Explosive percolation yields highly-conductive polymer nanocomposites

• Published in: Nature communications Vol. 13; no. 1; p. 6872
• Main Authors: Meloni, Manuela, Large, Matthew J., González Domínguez, José Miguel, Victor-Román, Sandra, Fratta, Giuseppe, Istif, Emin, Tomes, Oliver, Salvage, Jonathan P., Ewels, Christopher P., Pelaez-Fernandez, Mario, Arenal, Raul, Benito, Ana, Maser, Wolfgang K., King, Alice A. K., Ajayan, Pulickel M., Ogilvie, Sean P., Dalton, Alan B.
• Format: Journal Article
• Language: English
• Published: London Nature Publishing Group 11.11.2022; Nature Publishing Group UK; Nature Portfolio
• Subjects: Chemical modification; Composite materials; Conducting polymers; Crosslinking; Electrical properties; Graphene; Latex; Localization; Nanocomposites; Percolation; Phenolic compounds; Phenols; Playgrounds; Polymers; Reduction; Transport properties
• ISSN: 2041-1723; 2041-1723
• DOI: 10.1038/s41467-022-34631-9

Abstract Explosive percolation is an experimentally-elusive phenomenon where network connectivity coincides with onset of an additional modification of the system; materials with correlated localisation of percolating particles and emergent conductive paths can realise sharp transitions and high conductivities characteristic of the explosively-grown network.
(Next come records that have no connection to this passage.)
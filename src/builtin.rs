use crate::provider::{Matching, ProviderDefinition, ResolutionMode, StructuralClaim, SupportedMode};
use crate::resolver::UrlBuilder;
use lazy_static::lazy_static;
use regex::Regex;

// ECMAScript semantics: digits are ASCII only and `.` excludes line terminators
lazy_static! {
    static ref URN_NBN_DE: Regex = Regex::new(
        r"^[U,u][R,r][N,n]:[N,n][B,b][N,n]:[D,d][E,e][a-z0-9()+,\-.:=@;$_!*'%/?#]+$"
    )
    .unwrap();
    static ref URN_NBN_DE_PART: Regex =
        Regex::new(r"^[U,u][R,r][N,n]:[N,n][B,b][N,n]:[D,d][E,e]").unwrap();

    static ref URN_NBN_FI: Regex = Regex::new(
        r"^[U,u][R,r][N,n]:[N,n][B,b][N,n]:[F,f][I,i][a-z0-9()+,\-.:=@;$_!*'%/?#]+$"
    )
    .unwrap();
    static ref URN_NBN_FI_PART: Regex =
        Regex::new(r"^[U,u][R,r][N,n]:[N,n][B,b][N,n]:[F,f][I,i]").unwrap();

    static ref ARK: Regex =
        Regex::new(r"^(a|A)(r|R)(k|K):(?:/[0-9]{5,9})+/[a-zA-Z0-9]+(-[a-zA-Z0-9]+)*$").unwrap();

    static ref ARXIV: Regex = Regex::new(
        r"^(a|A)(r|R)(X|x)(i|I)(v|V):[0-9]{2}((9|0)[1-9]|1[0-2])\.[0-9]{4,5}(v[0-9]+)?$"
    )
    .unwrap();

    // Pre-2007 identifiers: archive[.subject-class]/YYMMNNN
    static ref ARXIV_OLD: Regex = Regex::new(
        r"^(a|A)(r|R)(X|x)(i|I)(v|V):(astro-ph|cond-mat|gr-qc|hep-ex|hep-lat|hep-ph|hep-th|math-ph|nlin|nucl-ex|nucl-th|physics|quant-ph|math|CoRR|q-bio|q-fin|stat|eess|econ)(\.[A-Z][A-Z])?/[0-9]{2}(0[1-9]|1[0-2])[0-9]+(v[0-9]+)?$"
    )
    .unwrap();
    static ref ARXIV_OLD_PART: Regex = Regex::new(r"^(a|A)(r|R)(X|x)(i|I)(v|V):[a-z]").unwrap();

    static ref SWH: Regex = Regex::new(
        r"^(s|S)(w|W)(h|H):[1-9]:(cnt|dir|rel|rev|snp):[0-9a-f]+(;(origin|visit|anchor|path|lines)=\S+)*$"
    )
    .unwrap();

    static ref DOI: Regex =
        Regex::new(r"^(d|D)(o|O)(i|I):10\.[0-9]+/[^\n\r\x{2028}\x{2029}]+$").unwrap();

    static ref ZENODO: Regex = Regex::new(
        r"^10[^\n\r\x{2028}\x{2029}]5281/zenodo[^\n\r\x{2028}\x{2029}]([0-9]{7})+$"
    )
    .unwrap();

    static ref EPIC: Regex = Regex::new(r"^21\.T?[0-9]+/[^\n\r\x{2028}\x{2029}]+$").unwrap();

    static ref EPIC_OLD: Regex = Regex::new(r"^[0-9]{5}/[^\n\r\x{2028}\x{2029}]+$").unwrap();
    static ref EPIC_OLD_PART: Regex = Regex::new(r"^[0-9]").unwrap();
}

const HANDLE_PROXY: &str = "https://hdl.handle.net/";
const DOI_PROXY: &str = "https://doi.org/";
const SWH_ARCHIVE: &str = "https://archive.softwareheritage.org";

fn modes(supported: &[ResolutionMode]) -> Vec<SupportedMode> {
    supported.iter().copied().map(SupportedMode::new).collect()
}

fn prefixed(
    pid_type: &str,
    name: &str,
    pattern: &Regex,
    example: &str,
    supported: &[ResolutionMode],
) -> ProviderDefinition {
    let mut def = ProviderDefinition::new(pid_type, name);
    def.patterns = vec![pattern.clone()];
    def.example = Some(example.to_string());
    def.modes = modes(supported);
    def
}

/// The builtin provider definitions, in priority order.
///
/// Structural candidates are tried in the order they appear here: Zenodo
/// DOIs, then EPIC `21.` handles, then legacy 5-digit handles.
pub fn definitions() -> Vec<ProviderDefinition> {
    use ResolutionMode::{LandingPage, Metadata, Resource};

    let mut urn = ProviderDefinition::new("urn", "URN");
    urn.matching = Matching::Umbrella {
        sub_schemes: vec!["urn:nbn:de".to_string(), "urn:nbn:fi".to_string()],
    };

    let mut urn_nbn_de = prefixed(
        "urn:nbn:de",
        "URN:NBN Germany",
        &URN_NBN_DE,
        "urn:nbn:de:hbz:6-85659524771",
        &[LandingPage, Metadata, Resource],
    );
    urn_nbn_de.prefilter = Some(URN_NBN_DE_PART.clone());

    let mut urn_nbn_fi = prefixed(
        "urn:nbn:fi",
        "URN:NBN Finland",
        &URN_NBN_FI,
        "urn:nbn:fi-fe2021080942632",
        &[LandingPage],
    );
    urn_nbn_fi.prefilter = Some(URN_NBN_FI_PART.clone());

    let ark = prefixed(
        "ark",
        "ARK",
        &ARK,
        "ark:/13030/tf5p30086k",
        &[LandingPage, Metadata],
    );

    let mut arxiv = prefixed(
        "arxiv",
        "arXiv",
        &ARXIV,
        "arxiv:1512.00135",
        &[LandingPage, Metadata, Resource],
    );
    arxiv.fallback = Some("arxiv.old".to_string());

    let mut arxiv_old = prefixed(
        "arxiv.old",
        "arXiv (legacy)",
        &ARXIV_OLD,
        "arXiv:math.RT/0309136",
        &[LandingPage, Metadata, Resource],
    );
    arxiv_old.prefilter = Some(ARXIV_OLD_PART.clone());

    let mut swh = prefixed(
        "swh",
        "Software Heritage",
        &SWH,
        "swh:1:cnt:94a9ed024d3859793618152ea559a168bbcbb5e2",
        &[LandingPage, Metadata, Resource],
    );
    swh.builder = UrlBuilder::DirectApiHost {
        landing: Some(format!("{}/{{pid}}", SWH_ARCHIVE)),
        metadata: Some(format!("{}/api/1/resolve/{{pid}}/", SWH_ARCHIVE)),
        resource: None,
    };

    let mut doi = prefixed(
        "doi",
        "DOI",
        &DOI,
        "doi:10.3352/jeehp.2013.10.3",
        &[LandingPage],
    );
    doi.builder = UrlBuilder::StripPrefix {
        len: 4,
        base: DOI_PROXY.to_string(),
    };
    doi.relies_on_dois = true;

    let mut zenodo = prefixed(
        "zenodo",
        "Zenodo",
        &ZENODO,
        "10.5281/zenodo.8056361",
        &[LandingPage, Metadata, Resource],
    );
    zenodo.matching = Matching::Structural(StructuralClaim::Literal("10.5281".to_string()));
    zenodo.relies_on_dois = true;

    let mut epic = prefixed(
        "epic",
        "EPIC Handle",
        &EPIC,
        "21.T11148/f5e68cc7718a6af2a96c",
        &[LandingPage, Metadata],
    );
    epic.matching = Matching::Structural(StructuralClaim::Literal("21.".to_string()));
    epic.builder = UrlBuilder::PassThrough {
        base: HANDLE_PROXY.to_string(),
    };

    let mut epic_old = prefixed(
        "epic.old",
        "EPIC Handle (legacy)",
        &EPIC_OLD,
        "11500/ATHENA-0000-0000-2401-6",
        &[LandingPage, Metadata],
    );
    epic_old.prefilter = Some(EPIC_OLD_PART.clone());
    epic_old.matching = Matching::Structural(StructuralClaim::Prefilter);
    epic_old.builder = UrlBuilder::PassThrough {
        base: HANDLE_PROXY.to_string(),
    };

    vec![
        urn, urn_nbn_de, urn_nbn_fi, ark, arxiv, arxiv_old, swh, doi, zenodo, epic, epic_old,
    ]
}

#[cfg(test)]
mod tests {
    use super::*;

    #[test]
    fn test_examples_match_their_own_patterns() {
        for def in definitions().iter().filter(|d| !d.is_umbrella()) {
            let example = def.example.as_deref().unwrap();
            assert!(def.is_match(example), "{} rejects its example", def.pid_type);
            assert!(
                def.prefilter_matches(example),
                "{} prefilter rejects its example",
                def.pid_type
            );
        }
    }

    #[test]
    fn test_ark_accepts_mixed_case_tag() {
        assert!(ARK.is_match("ARK:/13030/tf5p30086k"));
        assert!(ARK.is_match("Ark:/13030/tf5p30086k"));
        assert!(!ARK.is_match("ark:13030/tf5p30086k"));
    }

    #[test]
    fn test_arxiv_month_range() {
        assert!(ARXIV.is_match("arXiv:0704.0001"));
        assert!(ARXIV.is_match("ARXIV:2312.12345v2"));
        assert!(!ARXIV.is_match("arxiv:2313.12345"));
        assert!(!ARXIV.is_match("arxiv:2300.12345"));
    }

    #[test]
    fn test_non_ascii_digits_are_rejected() {
        let defs = definitions();
        let find = |t: &str| defs.iter().find(|d| d.pid_type == t).cloned().unwrap();

        assert!(!find("epic.old").is_match("\u{661}\u{661}\u{665}\u{660}\u{660}/ATHENA"));
        assert!(!find("epic.old").prefilter_matches("\u{661}1500/ATHENA"));
        assert!(!find("ark").is_match("ark:/\u{661}\u{663}\u{660}\u{663}\u{660}/tf5p30086k"));
        assert!(!find("doi").is_match("doi:10.\u{663}\u{663}\u{665}\u{662}/x"));
        assert!(!find("epic").is_match("21.T\u{661}\u{661}\u{661}\u{664}\u{668}/abc"));
        assert!(!find("arxiv").is_match("arxiv:\u{661}512.00135"));
    }

    #[test]
    fn test_line_terminators_are_rejected() {
        assert!(!DOI.is_match("doi:10.1/a\rb"));
        assert!(!DOI.is_match("doi:10.1/a\u{2028}b"));
        assert!(!EPIC.is_match("21.T11148/x\ry"));
        assert!(!EPIC_OLD.is_match("11500/a\nb"));
        assert!(!ZENODO.is_match("10\r5281/zenodo.8056361"));
        assert!(DOI.is_match("doi:10.1/a b"));
    }

    #[test]
    fn test_swh_qualifiers() {
        assert!(SWH.is_match(
            "swh:1:dir:d198bc9d7a6bcf6db04f476d29314f157507d505;origin=https://github.com/example/repo"
        ));
        assert!(!SWH.is_match("swh:0:cnt:94a9ed024d3859793618152ea559a168bbcbb5e2"));
    }
}
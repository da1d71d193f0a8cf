use crate::builtin;
use crate::provider::{sort_modes, Matching, ProviderDefinition, StructuralClaim};
use crate::remote::records::ProviderRecord;
use regex::Regex;
use std::collections::HashMap;
use thiserror::Error;
use tracing::{debug, warn};

/// Record status that makes a remote provider public
const APPROVED_STATUS: &str = "APPROVED";

#[derive(Error, Debug)]
pub enum RegistryError {
    #[error("Duplicate provider type: {0}")]
    DuplicateType(String),
    #[error("Umbrella '{umbrella}' names unknown sub-scheme '{sub_scheme}'")]
    UnknownSubScheme { umbrella: String, sub_scheme: String },
    #[error("Umbrella '{umbrella}' cannot contain umbrella '{sub_scheme}'")]
    NestedUmbrella { umbrella: String, sub_scheme: String },
    #[error("Provider '{provider}' falls back to unknown type '{fallback}'")]
    UnknownFallback { provider: String, fallback: String },
    #[error("Fallback '{fallback}' of '{provider}' declares a fallback of its own")]
    ChainedFallback { provider: String, fallback: String },
    #[error("Provider '{0}' has no patterns")]
    MissingPatterns(String),
    #[error("Umbrella '{0}' must not declare patterns")]
    UmbrellaWithPatterns(String),
}

/// The authoritative, read-only set of provider definitions
#[derive(Debug, Clone)]
pub struct Registry {
    providers: Vec<ProviderDefinition>,
    index: HashMap<String, usize>,
    structural: Vec<usize>,
    resolve_base: String,
}

impl Registry {
    /// Build and validate a registry. `resolve_base` is the proxy endpoint used
    /// by the default URL builder.
    pub fn new(
        providers: Vec<ProviderDefinition>,
        resolve_base: impl Into<String>,
    ) -> Result<Self, RegistryError> {
        let mut index = HashMap::new();
        let mut structural = Vec::new();

        for (i, provider) in providers.iter().enumerate() {
            if index.insert(provider.pid_type.clone(), i).is_some() {
                return Err(RegistryError::DuplicateType(provider.pid_type.clone()));
            }
            if matches!(provider.matching, Matching::Structural(_)) {
                structural.push(i);
            }
        }

        let registry = Self {
            providers,
            index,
            structural,
            resolve_base: resolve_base.into(),
        };
        registry.check()?;
        Ok(registry)
    }

    /// The compiled-in table
    pub fn builtin(resolve_base: impl Into<String>) -> Result<Self, RegistryError> {
        Self::new(builtin::definitions(), resolve_base)
    }

    /// Flatten records fetched from a provider collection into a registry.
    ///
    /// Records that cannot be used are skipped and logged rather than failing
    /// the whole load.
    pub fn from_records(
        records: &[ProviderRecord],
        resolve_base: impl Into<String>,
    ) -> Result<Self, RegistryError> {
        let mut providers: Vec<ProviderDefinition> = Vec::new();

        for record in records {
            let Some(def) = definition_from_record(record) else {
                continue;
            };
            if providers.iter().any(|p| p.pid_type == def.pid_type) {
                warn!("Skipping duplicate provider record '{}'", def.pid_type);
                continue;
            }
            providers.push(def);
        }

        attach_legacy_fallbacks(&mut providers);
        group_under_umbrellas(&mut providers);

        debug!("Loaded {} providers from {} records", providers.len(), records.len());
        Self::new(providers, resolve_base)
    }

    fn check(&self) -> Result<(), RegistryError> {
        for provider in &self.providers {
            match &provider.matching {
                Matching::Umbrella { sub_schemes } => {
                    if !provider.patterns.is_empty() {
                        return Err(RegistryError::UmbrellaWithPatterns(
                            provider.pid_type.clone(),
                        ));
                    }
                    for sub in sub_schemes {
                        match self.get(sub) {
                            None => {
                                return Err(RegistryError::UnknownSubScheme {
                                    umbrella: provider.pid_type.clone(),
                                    sub_scheme: sub.clone(),
                                })
                            }
                            Some(s) if s.is_umbrella() => {
                                return Err(RegistryError::NestedUmbrella {
                                    umbrella: provider.pid_type.clone(),
                                    sub_scheme: sub.clone(),
                                })
                            }
                            Some(_) => {}
                        }
                    }
                }
                _ if provider.patterns.is_empty() => {
                    return Err(RegistryError::MissingPatterns(provider.pid_type.clone()));
                }
                _ => {}
            }

            if let Some(fallback) = &provider.fallback {
                let target = self.get(fallback).filter(|t| !t.is_umbrella()).ok_or_else(|| {
                    RegistryError::UnknownFallback {
                        provider: provider.pid_type.clone(),
                        fallback: fallback.clone(),
                    }
                })?;
                if target.fallback.is_some() {
                    return Err(RegistryError::ChainedFallback {
                        provider: provider.pid_type.clone(),
                        fallback: fallback.clone(),
                    });
                }
            }
        }
        Ok(())
    }

    /// Look up a provider by the text preceding the first `:`, ignoring case
    pub fn lookup_by_prefix(&self, prefix: &str) -> Option<&ProviderDefinition> {
        self.get(&prefix.to_lowercase())
    }

    /// Look up a provider by its exact type key
    pub fn get(&self, pid_type: &str) -> Option<&ProviderDefinition> {
        self.index.get(pid_type).map(|&i| &self.providers[i])
    }

    /// Structural candidates, in priority order
    pub fn prefixless_candidates(&self) -> impl Iterator<Item = &ProviderDefinition> {
        self.structural.iter().map(|&i| &self.providers[i])
    }

    pub fn iter(&self) -> impl Iterator<Item = &ProviderDefinition> {
        self.providers.iter()
    }

    pub fn len(&self) -> usize {
        self.providers.len()
    }

    pub fn is_empty(&self) -> bool {
        self.providers.is_empty()
    }

    pub fn resolve_base(&self) -> &str {
        &self.resolve_base
    }
}

fn definition_from_record(record: &ProviderRecord) -> Option<ProviderDefinition> {
    let def_type = record.pid_type.trim().to_lowercase();
    if def_type.is_empty() {
        warn!("Skipping provider record {:?} with empty type", record.id);
        return None;
    }

    if let Some(status) = &record.status {
        if !status.eq_ignore_ascii_case(APPROVED_STATUS) {
            debug!("Skipping provider '{}' with status {}", def_type, status);
            return None;
        }
    }

    let patterns: Vec<Regex> = record
        .regexes
        .iter()
        .filter_map(|source| match Regex::new(source) {
            Ok(re) => Some(re),
            Err(e) => {
                warn!("Provider '{}' has an unusable pattern {:?}: {}", def_type, source, e);
                None
            }
        })
        .collect();

    if patterns.is_empty() {
        warn!("Skipping provider '{}' without usable patterns", def_type);
        return None;
    }

    let modes = record
        .resolution_modes
        .iter()
        .filter_map(|m| m.to_supported_mode())
        .collect();

    let mut def = ProviderDefinition::new(def_type, record.name.clone());
    def.description = record.description.clone().filter(|d| !d.is_empty());
    def.patterns = patterns;
    def.example = record.example.clone().or_else(|| record.examples.first().cloned());
    def.modes = sort_modes(modes);
    def.relies_on_dois = record.relies_on_dois;

    if def.pid_type.contains(':') {
        let tag = regex::escape(&def.pid_type);
        def.prefilter = Regex::new(&format!("(?i)^{}", tag)).ok();
    } else if def.example.as_deref().is_some_and(|e| !e.contains(':')) {
        def.matching = Matching::Structural(StructuralClaim::Prefilter);
    }

    Some(def)
}

/// `x.old` becomes the legacy fallback of `x`
fn attach_legacy_fallbacks(providers: &mut [ProviderDefinition]) {
    let legacy: Vec<(String, String)> = providers
        .iter()
        .filter_map(|p| {
            p.pid_type
                .strip_suffix(".old")
                .map(|base| (base.to_string(), p.pid_type.clone()))
        })
        .collect();

    for (base, old) in legacy {
        let old_has_fallback = providers
            .iter()
            .any(|p| p.pid_type == old && p.fallback.is_some());
        let base_is_fallback = providers
            .iter()
            .any(|p| p.fallback.as_deref() == Some(base.as_str()));
        if old_has_fallback || base_is_fallback {
            warn!("Not attaching '{}' to '{}': fallbacks cannot be chained", old, base);
            continue;
        }

        if let Some(p) = providers.iter_mut().find(|p| p.pid_type == base) {
            if matches!(p.matching, Matching::Prefixed) {
                p.fallback = Some(old);
            }
        }
    }
}

/// Types like `urn:nbn:de` are only reachable through an umbrella keyed by
/// their first segment
fn group_under_umbrellas(providers: &mut Vec<ProviderDefinition>) {
    let nested: Vec<String> = providers
        .iter()
        .filter(|p| p.pid_type.contains(':'))
        .map(|p| p.pid_type.clone())
        .collect();

    for sub in nested {
        let Some((key, _)) = sub.split_once(':') else {
            continue;
        };
        match providers.iter_mut().find(|p| p.pid_type == key) {
            Some(umbrella) => match &mut umbrella.matching {
                Matching::Umbrella { sub_schemes } => sub_schemes.push(sub),
                _ => warn!(
                    "Provider '{}' is unreachable: '{}' is not an umbrella scheme",
                    sub, key
                ),
            },
            None => {
                let mut umbrella = ProviderDefinition::new(key, key.to_uppercase());
                umbrella.matching = Matching::Umbrella {
                    sub_schemes: vec![sub],
                };
                providers.push(umbrella);
            }
        }
    }
}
Nanocomposites present a structurally- and chemically-varied playground to realise explosive percolation in practically-applicable systems but this is yet to be exploited by design. Herein, we demonstrate composites of graphene oxide and synthetic polymer latex which form segregated networks, leading to low percolation threshold and localisation of conductive pathways. In situ reduction of the graphene oxide at temperatures of <150 °C drives chemical modification of the polymer matrix to produce species with phenolic groups, which are known crosslinking agents. This leads to conductivities exceeding those of dense-packed networks of reduced graphene oxide, illustrating the potential of explosive percolation by design to realise low-loading composites with dramatically-enhanced electrical transport properties.